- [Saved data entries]
==================================================
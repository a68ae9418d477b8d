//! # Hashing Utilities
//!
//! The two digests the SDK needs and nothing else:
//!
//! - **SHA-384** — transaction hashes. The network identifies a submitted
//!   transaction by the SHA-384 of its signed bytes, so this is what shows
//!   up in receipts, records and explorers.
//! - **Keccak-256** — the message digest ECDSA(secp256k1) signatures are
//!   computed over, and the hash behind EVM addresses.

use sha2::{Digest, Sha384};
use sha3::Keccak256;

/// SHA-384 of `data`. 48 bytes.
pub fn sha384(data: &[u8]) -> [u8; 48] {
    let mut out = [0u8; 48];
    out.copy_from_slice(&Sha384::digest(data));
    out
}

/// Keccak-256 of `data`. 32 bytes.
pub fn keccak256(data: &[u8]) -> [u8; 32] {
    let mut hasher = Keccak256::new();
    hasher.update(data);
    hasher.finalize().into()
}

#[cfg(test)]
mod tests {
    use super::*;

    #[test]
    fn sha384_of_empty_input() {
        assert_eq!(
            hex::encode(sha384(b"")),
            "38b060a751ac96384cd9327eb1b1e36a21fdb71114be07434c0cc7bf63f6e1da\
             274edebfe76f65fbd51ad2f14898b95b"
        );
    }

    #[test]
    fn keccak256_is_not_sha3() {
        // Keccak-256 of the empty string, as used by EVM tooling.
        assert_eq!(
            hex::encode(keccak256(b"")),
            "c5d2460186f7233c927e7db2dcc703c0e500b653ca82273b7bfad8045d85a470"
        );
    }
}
==================================================
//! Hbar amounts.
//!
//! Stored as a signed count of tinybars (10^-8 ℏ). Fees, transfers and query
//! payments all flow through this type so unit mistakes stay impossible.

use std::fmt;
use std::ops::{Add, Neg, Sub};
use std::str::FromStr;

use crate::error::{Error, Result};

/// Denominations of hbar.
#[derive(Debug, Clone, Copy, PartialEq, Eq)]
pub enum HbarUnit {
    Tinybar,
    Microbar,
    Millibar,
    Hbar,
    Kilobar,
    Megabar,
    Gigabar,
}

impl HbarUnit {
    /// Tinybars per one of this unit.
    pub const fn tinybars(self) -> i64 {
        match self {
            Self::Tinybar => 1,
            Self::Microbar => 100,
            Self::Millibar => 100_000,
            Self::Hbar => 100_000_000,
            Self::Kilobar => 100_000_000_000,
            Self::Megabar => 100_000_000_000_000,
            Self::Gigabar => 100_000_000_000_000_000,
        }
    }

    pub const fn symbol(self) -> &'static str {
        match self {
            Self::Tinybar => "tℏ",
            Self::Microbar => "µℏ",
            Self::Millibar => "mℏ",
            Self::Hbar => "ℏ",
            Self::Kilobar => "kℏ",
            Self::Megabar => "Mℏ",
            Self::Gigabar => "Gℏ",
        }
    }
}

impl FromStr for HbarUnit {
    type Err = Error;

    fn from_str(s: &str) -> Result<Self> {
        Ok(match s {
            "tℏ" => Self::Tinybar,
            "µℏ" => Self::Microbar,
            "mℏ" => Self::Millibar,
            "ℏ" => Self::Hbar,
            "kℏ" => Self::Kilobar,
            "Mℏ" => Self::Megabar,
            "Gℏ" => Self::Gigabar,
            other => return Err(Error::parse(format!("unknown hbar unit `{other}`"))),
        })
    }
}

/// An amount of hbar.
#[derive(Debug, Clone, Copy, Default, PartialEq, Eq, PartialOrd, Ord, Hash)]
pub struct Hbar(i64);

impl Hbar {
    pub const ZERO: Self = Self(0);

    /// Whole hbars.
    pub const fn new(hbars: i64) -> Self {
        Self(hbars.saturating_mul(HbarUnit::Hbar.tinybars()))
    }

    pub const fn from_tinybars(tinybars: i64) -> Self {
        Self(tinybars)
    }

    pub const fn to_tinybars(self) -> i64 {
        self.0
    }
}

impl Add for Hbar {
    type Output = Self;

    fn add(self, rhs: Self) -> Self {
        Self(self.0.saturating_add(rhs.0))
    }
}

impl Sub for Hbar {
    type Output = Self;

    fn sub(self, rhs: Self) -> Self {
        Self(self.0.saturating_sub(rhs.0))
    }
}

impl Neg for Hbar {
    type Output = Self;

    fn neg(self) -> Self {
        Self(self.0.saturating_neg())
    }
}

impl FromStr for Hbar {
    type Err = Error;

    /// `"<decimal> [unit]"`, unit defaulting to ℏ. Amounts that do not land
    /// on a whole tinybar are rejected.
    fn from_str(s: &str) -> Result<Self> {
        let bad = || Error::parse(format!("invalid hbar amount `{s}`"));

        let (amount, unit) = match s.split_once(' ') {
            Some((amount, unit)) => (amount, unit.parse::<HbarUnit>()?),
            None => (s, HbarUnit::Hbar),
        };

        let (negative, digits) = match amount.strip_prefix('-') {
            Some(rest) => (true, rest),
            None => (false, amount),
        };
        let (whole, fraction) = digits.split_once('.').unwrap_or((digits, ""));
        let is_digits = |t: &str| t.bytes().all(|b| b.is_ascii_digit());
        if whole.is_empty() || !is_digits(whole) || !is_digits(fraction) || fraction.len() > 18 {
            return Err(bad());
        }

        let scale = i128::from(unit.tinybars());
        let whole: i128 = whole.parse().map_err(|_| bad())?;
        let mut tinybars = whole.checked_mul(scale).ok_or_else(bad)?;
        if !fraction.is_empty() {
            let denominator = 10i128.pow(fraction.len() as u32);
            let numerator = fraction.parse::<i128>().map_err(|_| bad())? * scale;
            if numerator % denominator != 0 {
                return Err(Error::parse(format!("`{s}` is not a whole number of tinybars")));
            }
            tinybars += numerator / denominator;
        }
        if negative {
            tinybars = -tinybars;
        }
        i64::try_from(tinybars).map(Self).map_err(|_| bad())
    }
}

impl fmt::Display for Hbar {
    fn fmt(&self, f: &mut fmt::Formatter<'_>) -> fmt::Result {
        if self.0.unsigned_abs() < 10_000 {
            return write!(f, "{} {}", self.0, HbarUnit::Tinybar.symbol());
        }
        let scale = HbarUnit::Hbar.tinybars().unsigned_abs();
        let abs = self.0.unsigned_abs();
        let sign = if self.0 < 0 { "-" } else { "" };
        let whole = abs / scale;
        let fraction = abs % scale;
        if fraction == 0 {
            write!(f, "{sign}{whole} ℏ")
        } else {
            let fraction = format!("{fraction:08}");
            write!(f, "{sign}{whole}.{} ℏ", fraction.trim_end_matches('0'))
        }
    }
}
==================================================
- [Description of the task] Among the lines above, return those that contain the string "hasher".

- [Response to this exercise]
    let mut hasher = Keccak256::new();
    hasher.update(data);
    hasher.finalize().into()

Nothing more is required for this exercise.